I mean, how were we supposed to know?
Take those computer sticks you get with your groceries nowadays; they
have molecule memory, quantum computation, whatnot. Or take storage. My
generation, we thought storage was always going to be large and complicated;
databases we called 'em, and you had serveral: IBM, Oracle, Sybase, ...
ah, all gone now!
Don't get me wrong, all in all the '20 patent abolition has been a Good
Thing. Not many were in favour of it, but in the end it has worked. Yes, it
worked all right. Now you, you are young, you have probably never experienced a
failed connection, but in those days, things could go wrong, and boy they did. I
tell you, there were even different ways and speeds at which things could be
sent. It's strange to remember now - it does not seem logical.
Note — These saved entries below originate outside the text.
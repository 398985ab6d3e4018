//! `optimize` — enumerates a parameter space (grid/random/TPE/walk
//! forward), fans replays out across it, and writes a ranked results CSV
//! (§6 "CLI (optimizer)").

use std::collections::HashMap;
use std::path::PathBuf;

use anyhow::{Context, Result};
use clap::Parser;
use rust_decimal::Decimal;
use tracing::info;
use tracing_subscriber::EnvFilter;
use uuid::Uuid;

use replaylab::application::analyzer::AnalyzerConfig;
use replaylab::application::data_loader::SyntheticCandleSource;
use replaylab::application::execution_filter::ExecutionFilterConfig;
use replaylab::application::optimizer::{optimize, OptimizeOutcome, OptimizeRequest, SearchSpace};
use replaylab::application::replay_engine::{NewsGate, ReplayConfig};
use replaylab::application::signal_synth::SignalConfig;
use replaylab::config::{EngineConfig, InstrumentConfig};
use replaylab::domain::candle::Candle;
use replaylab::domain::optimization::{OptimizationStatus, ScoreWeights, SearchMethod};
use replaylab::domain::params::{ParamGrid, ParamRange, ParamRanges, ParamValue};
use replaylab::domain::ports::CandleSource;
use replaylab::domain::timeframe::Timeframe;
use replaylab::infrastructure::artifacts::write_optimization_csv;

#[derive(Parser, Debug)]
#[command(name = "optimize", about = "Search strategy parameter space via replay sweeps")]
struct Args {
    #[arg(long, value_enum, default_value = "grid")]
    method: MethodArg,

    #[arg(long)]
    symbol: String,

    #[arg(long)]
    from: String,

    #[arg(long)]
    to: String,

    #[arg(long = "out-of-sample-from")]
    out_of_sample_from: Option<String>,

    #[arg(long = "out-of-sample-to")]
    out_of_sample_to: Option<String>,

    #[arg(long = "param-grid")]
    param_grid: Option<PathBuf>,

    #[arg(long = "param-ranges")]
    param_ranges: Option<PathBuf>,

    #[arg(long, default_value_t = 50)]
    trials: usize,

    #[arg(long = "walk-forward-windows", default_value_t = 5)]
    walk_forward_windows: usize,

    #[arg(long = "walk-forward-step", default_value_t = 30)]
    walk_forward_step: i64,

    #[arg(long = "parallel-runs", default_value_t = 4)]
    parallel_runs: usize,

    #[arg(long = "export-csv", default_value = "./out/optimize_results.csv")]
    export_csv: PathBuf,

    #[arg(long = "save-db", default_value_t = false)]
    save_db: bool,
}

#[derive(Clone, Copy, Debug, clap::ValueEnum)]
enum MethodArg {
    Grid,
    Random,
    Bayes,
    Walkforward,
}

impl From<MethodArg> for SearchMethod {
    fn from(value: MethodArg) -> Self {
        match value {
            MethodArg::Grid => SearchMethod::Grid,
            MethodArg::Random => SearchMethod::Random,
            MethodArg::Bayes => SearchMethod::Tpe,
            MethodArg::Walkforward => SearchMethod::WalkForward,
        }
    }
}

fn parse_ymd_ms(s: &str) -> Result<i64> {
    let date = chrono::NaiveDate::parse_from_str(s, "%Y-%m-%d").context("parsing date as YYYY-MM-DD")?;
    Ok(date.and_hms_opt(0, 0, 0).unwrap().and_utc().timestamp_millis())
}

/// Parses a grid file of the shape `name = [v1, v2, ...]` per parameter.
fn load_grid_from_toml(path: &PathBuf) -> Result<ParamGrid> {
    let text = std::fs::read_to_string(path).with_context(|| format!("reading param grid {path:?}"))?;
    let table: toml::Table = toml::from_str(&text).context("parsing param grid TOML")?;
    let mut grid = ParamGrid::default();
    for (key, value) in table {
        let values = value
            .as_array()
            .with_context(|| format!("parameter {key} must be an array of values"))?;
        let parsed: Vec<ParamValue> = values.iter().map(toml_value_to_param).collect();
        grid.0.insert(key, parsed);
    }
    Ok(grid)
}

/// Parses a ranges file of the shape `[name]\ntype = "int"\nmin = 1\nmax
/// = 10` (or `type = "float"` / `"bool"` / `"enum"` with `values = [..]`).
fn load_ranges_from_toml(path: &PathBuf) -> Result<ParamRanges> {
    let text = std::fs::read_to_string(path).with_context(|| format!("reading param ranges {path:?}"))?;
    let table: toml::Table = toml::from_str(&text).context("parsing param ranges TOML")?;
    let mut ranges = ParamRanges::default();
    for (key, value) in table {
        let entry = value
            .as_table()
            .with_context(|| format!("parameter {key} must be a table with type/min/max"))?;
        let kind = entry.get("type").and_then(|v| v.as_str()).unwrap_or("float");
        let range = match kind {
            "int" => ParamRange::Int {
                min: entry.get("min").and_then(|v| v.as_integer()).unwrap_or(0),
                max: entry.get("max").and_then(|v| v.as_integer()).unwrap_or(0),
            },
            "bool" => ParamRange::Bool,
            "enum" => ParamRange::Enum(
                entry
                    .get("values")
                    .and_then(|v| v.as_array())
                    .map(|a| a.iter().filter_map(|v| v.as_str().map(str::to_string)).collect())
                    .unwrap_or_default(),
            ),
            _ => ParamRange::Float {
                min: entry.get("min").and_then(|v| v.as_float()).unwrap_or(0.0),
                max: entry.get("max").and_then(|v| v.as_float()).unwrap_or(0.0),
            },
        };
        ranges.0.insert(key, range);
    }
    Ok(ranges)
}

fn toml_value_to_param(value: &toml::Value) -> ParamValue {
    match value {
        toml::Value::Integer(i) => ParamValue::Int(*i),
        toml::Value::Float(f) => ParamValue::Float(*f),
        toml::Value::Boolean(b) => ParamValue::Bool(*b),
        other => ParamValue::Enum(other.to_string()),
    }
}

/// Prints the ranked results table to stdout in addition to the CSV
/// artifact.
fn print_results_table(records: &[replaylab::domain::optimization::OptimizationResultRecord]) {
    println!("{:>4}  {:>10}  {:>8}  {:>6}", "rank", "score", "win%", "trades");
    for (idx, r) in records.iter().take(20).enumerate() {
        println!(
            "{:>4}  {:>10}  {:>8.2}  {:>6}",
            idx + 1,
            r.ranked_score.map(|s| format!("{s:.4}")).unwrap_or_else(|| "-".to_string()),
            rust_decimal::prelude::ToPrimitive::to_f64(&r.stats.win_rate_pct).unwrap_or(0.0),
            r.stats.total_trades,
        );
    }
}

#[tokio::main]
async fn main() -> Result<()> {
    tracing_subscriber::fmt()
        .with_env_filter(EnvFilter::try_from_default_env().unwrap_or_else(|_| EnvFilter::new("info")))
        .init();

    let args = Args::parse();
    let config = EngineConfig::from_env()?;
    let instrument = InstrumentConfig::default();

    let from_ms = parse_ymd_ms(&args.from)?;
    let to_ms = parse_ymd_ms(&args.to)?;

    let source = SyntheticCandleSource::new(42, Timeframe::M1);
    let candles: Vec<Candle> = source.load(&args.symbol, from_ms, to_ms).await?;
    let bars: Vec<(String, Candle)> = candles.into_iter().map(|c| (args.symbol.clone(), c)).collect();

    let search_space = match (&args.param_grid, &args.param_ranges) {
        (Some(path), _) => SearchSpace::Grid(load_grid_from_toml(path)?),
        (None, Some(path)) => SearchSpace::Ranges(load_ranges_from_toml(path)?),
        (None, None) => SearchSpace::Grid(ParamGrid::default()),
    };

    let replay_config = ReplayConfig {
        strategy: "smc".to_string(),
        initial_balance: Decimal::from(10_000),
        risk_percent: Decimal::ONE,
        contract_size: instrument.contract_size,
        pip_size: instrument.pip_size,
        pip_value: instrument.pip_value,
        min_lot: Decimal::new(1, 2),
        max_lot: Decimal::from(10),
        equity_snapshot_every_n_bars: 60,
        htf: Timeframe::H4,
        itf: Timeframe::H1,
        ltf: Timeframe::M15,
        htf_bars: 100,
        itf_bars: 100,
        ltf_bars: 100,
    };

    let news_gate = NewsGate::new();
    let env = replaylab::application::optimizer::ReplayEnvironment {
        replay_config,
        analyzer_config: AnalyzerConfig::default(),
        signal_config: SignalConfig::default(),
        filter_config: ExecutionFilterConfig {
            session_start_minute: 0,
            session_end_minute: 1440,
            max_spread_pips: Decimal::from(3),
            min_minutes_between_trades: 15,
            max_daily_trades: 10,
            max_concurrent_per_symbol: 2,
            max_concurrent_per_direction: None,
            max_concurrent_global: 10,
            max_daily_risk_dollars_per_symbol: Decimal::from(1000),
            max_daily_risk_dollars_global: Decimal::from(5000),
            confluence_threshold: 60,
        },
        news_gate: &news_gate,
    };

    let request = OptimizeRequest {
        run_id: Uuid::new_v4(),
        method: args.method.into(),
        search_space,
        trials: args.trials,
        parallel_runs: args.parallel_runs,
        walk_forward_windows: args.walk_forward_windows,
        walk_forward_step_days: args.walk_forward_step,
        seed: 42,
        score_weights: ScoreWeights::default(),
    };

    info!(method = ?request.method, symbol = args.symbol, "starting optimization sweep");

    let mut run = replaylab::domain::optimization::OptimizationRun {
        run_id: request.run_id,
        method: request.method,
        symbols: vec![args.symbol.clone()],
        in_sample_start_ms: from_ms,
        in_sample_end_ms: to_ms,
        out_sample_start_ms: args.out_of_sample_from.as_deref().map(parse_ymd_ms).transpose()?,
        out_sample_end_ms: args.out_of_sample_to.as_deref().map(parse_ymd_ms).transpose()?,
        status: OptimizationStatus::Running,
        created_at: chrono::Utc::now(),
        completed_at: None,
        error: None,
    };

    let sink = if args.save_db {
        match &config.database_url {
            Some(url) => Some(replaylab::infrastructure::SqliteResultSink::connect(url).await?),
            None => {
                anyhow::bail!("--save-db requires DATABASE_URL to be set");
            }
        }
    } else {
        None
    };

    if let Some(sink) = &sink {
        use replaylab::domain::ports::ResultSink;
        sink.save_optimization_run(&run).await?;
    }

    let outcome = optimize(&request, &bars, &env);

    match outcome {
        Ok(OptimizeOutcome::Swept(records)) => {
            std::fs::create_dir_all(args.export_csv.parent().unwrap_or(&PathBuf::from(".")))?;
            write_optimization_csv(&args.export_csv, &records)?;
            print_results_table(&records);

            if let Some(sink) = &sink {
                use replaylab::domain::ports::ResultSink;
                for record in &records {
                    sink.save_optimization_result(record).await?;
                }
                run.status = OptimizationStatus::Completed;
                run.completed_at = Some(chrono::Utc::now());
                sink.update_optimization_status(&run).await?;
            }
            info!(results = records.len(), "optimization sweep completed");
            Ok(())
        }
        Ok(OptimizeOutcome::WalkForward(wf)) => {
            info!(
                windows = wf.windows.len(),
                average_oos_win_rate = wf.average_oos_win_rate,
                "walk-forward optimization completed"
            );
            let mut summary: HashMap<&str, String> = HashMap::new();
            summary.insert("windows", wf.windows.len().to_string());
            summary.insert("average_oos_win_rate", format!("{:.2}", wf.average_oos_win_rate));
            for (key, value) in &summary {
                println!("{key}: {value}");
            }

            if let Some(sink) = &sink {
                use replaylab::domain::ports::ResultSink;
                run.status = OptimizationStatus::Completed;
                run.completed_at = Some(chrono::Utc::now());
                sink.update_optimization_status(&run).await?;
            }
            Ok(())
        }
        Err(e) => {
            if let Some(sink) = &sink {
                use replaylab::domain::ports::ResultSink;
                run.status = OptimizationStatus::Failed;
                run.error = Some(e.to_string());
                sink.update_optimization_status(&run).await?;
            }
            Err(anyhow::anyhow!(e))
        }
    }
}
And I remember the time when it was the laughing stock of engineering,
AI. Yes, really, because it seemed so unlikely to ever work,
and such a long time it hadn't. Little did we know that it would take most of
our work and demolish our pride.
Back then, of course, we were actually paid for making software. Later, all
that was left was some legacy and security work.
Well, it is now '42, gods gone, only a few monks remain, the monastery a
ruin. Soon it will not exist anymore.
But still, I hope to live to see the new Perl version. It's version 6, you
know, and it should be coming any day now.